*What needs to be done:* Please transcribe exactly, and only, the lines of the data below between the line holding "let remote = self" and the line holding "if local_strictly_newer(local, &remote)", inclusive.

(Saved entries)
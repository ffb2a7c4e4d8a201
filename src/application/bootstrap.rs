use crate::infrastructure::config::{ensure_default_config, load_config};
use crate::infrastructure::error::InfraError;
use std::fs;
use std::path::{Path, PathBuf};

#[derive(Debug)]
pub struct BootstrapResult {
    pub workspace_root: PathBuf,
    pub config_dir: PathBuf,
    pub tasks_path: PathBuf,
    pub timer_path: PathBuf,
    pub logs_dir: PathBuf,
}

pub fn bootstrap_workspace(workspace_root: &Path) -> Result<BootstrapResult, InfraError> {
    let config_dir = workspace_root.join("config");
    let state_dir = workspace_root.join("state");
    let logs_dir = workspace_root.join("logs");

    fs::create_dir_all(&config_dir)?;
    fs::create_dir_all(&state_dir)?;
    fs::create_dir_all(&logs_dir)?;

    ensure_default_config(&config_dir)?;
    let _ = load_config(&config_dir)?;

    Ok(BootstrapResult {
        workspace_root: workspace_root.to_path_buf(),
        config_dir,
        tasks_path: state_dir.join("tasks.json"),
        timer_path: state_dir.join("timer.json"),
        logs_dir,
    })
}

...

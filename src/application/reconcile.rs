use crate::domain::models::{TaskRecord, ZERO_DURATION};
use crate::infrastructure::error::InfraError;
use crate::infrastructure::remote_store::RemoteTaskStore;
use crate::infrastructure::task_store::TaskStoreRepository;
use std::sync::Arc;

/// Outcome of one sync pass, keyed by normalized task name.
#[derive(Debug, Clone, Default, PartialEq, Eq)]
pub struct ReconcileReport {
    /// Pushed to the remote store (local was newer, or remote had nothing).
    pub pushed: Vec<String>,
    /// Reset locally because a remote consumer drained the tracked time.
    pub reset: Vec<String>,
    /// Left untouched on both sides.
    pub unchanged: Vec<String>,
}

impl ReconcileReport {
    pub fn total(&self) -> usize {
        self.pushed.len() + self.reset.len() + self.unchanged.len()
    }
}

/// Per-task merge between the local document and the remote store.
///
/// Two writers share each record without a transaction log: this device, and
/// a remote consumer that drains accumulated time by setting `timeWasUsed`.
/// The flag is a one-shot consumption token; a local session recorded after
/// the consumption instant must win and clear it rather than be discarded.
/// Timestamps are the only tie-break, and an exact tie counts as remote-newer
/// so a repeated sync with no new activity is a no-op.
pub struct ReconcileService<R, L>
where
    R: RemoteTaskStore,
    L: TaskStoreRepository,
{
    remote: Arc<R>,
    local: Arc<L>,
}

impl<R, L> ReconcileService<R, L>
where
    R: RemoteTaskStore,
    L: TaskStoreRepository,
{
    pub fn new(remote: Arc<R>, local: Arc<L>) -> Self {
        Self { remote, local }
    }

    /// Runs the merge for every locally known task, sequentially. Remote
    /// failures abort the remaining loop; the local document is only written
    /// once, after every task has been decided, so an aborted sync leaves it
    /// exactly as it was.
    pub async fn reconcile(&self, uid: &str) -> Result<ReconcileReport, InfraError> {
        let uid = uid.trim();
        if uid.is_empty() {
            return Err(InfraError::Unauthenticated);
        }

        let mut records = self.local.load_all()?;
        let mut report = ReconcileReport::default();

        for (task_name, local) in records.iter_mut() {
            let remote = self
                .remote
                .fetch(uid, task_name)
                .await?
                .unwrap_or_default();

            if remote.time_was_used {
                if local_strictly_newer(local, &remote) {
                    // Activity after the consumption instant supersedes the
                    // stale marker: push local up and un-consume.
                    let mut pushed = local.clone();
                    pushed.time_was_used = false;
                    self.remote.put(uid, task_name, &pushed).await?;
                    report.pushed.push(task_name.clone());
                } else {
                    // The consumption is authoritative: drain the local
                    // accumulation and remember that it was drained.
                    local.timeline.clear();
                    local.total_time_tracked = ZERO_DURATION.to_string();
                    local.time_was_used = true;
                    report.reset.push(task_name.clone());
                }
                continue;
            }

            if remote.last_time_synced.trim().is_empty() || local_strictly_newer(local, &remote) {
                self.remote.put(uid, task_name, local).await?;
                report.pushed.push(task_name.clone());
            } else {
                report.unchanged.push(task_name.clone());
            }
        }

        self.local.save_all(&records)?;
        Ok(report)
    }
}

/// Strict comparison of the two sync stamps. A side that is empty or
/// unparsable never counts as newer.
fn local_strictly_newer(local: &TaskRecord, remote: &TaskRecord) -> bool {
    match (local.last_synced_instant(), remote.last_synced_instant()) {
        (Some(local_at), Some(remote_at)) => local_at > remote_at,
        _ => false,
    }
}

*Response to the task:*
            let remote = self
                .remote
                .fetch(uid, task_name)
                .await?
                .unwrap_or_default();

            if remote.time_was_used {
                if local_strictly_newer(local, &remote) {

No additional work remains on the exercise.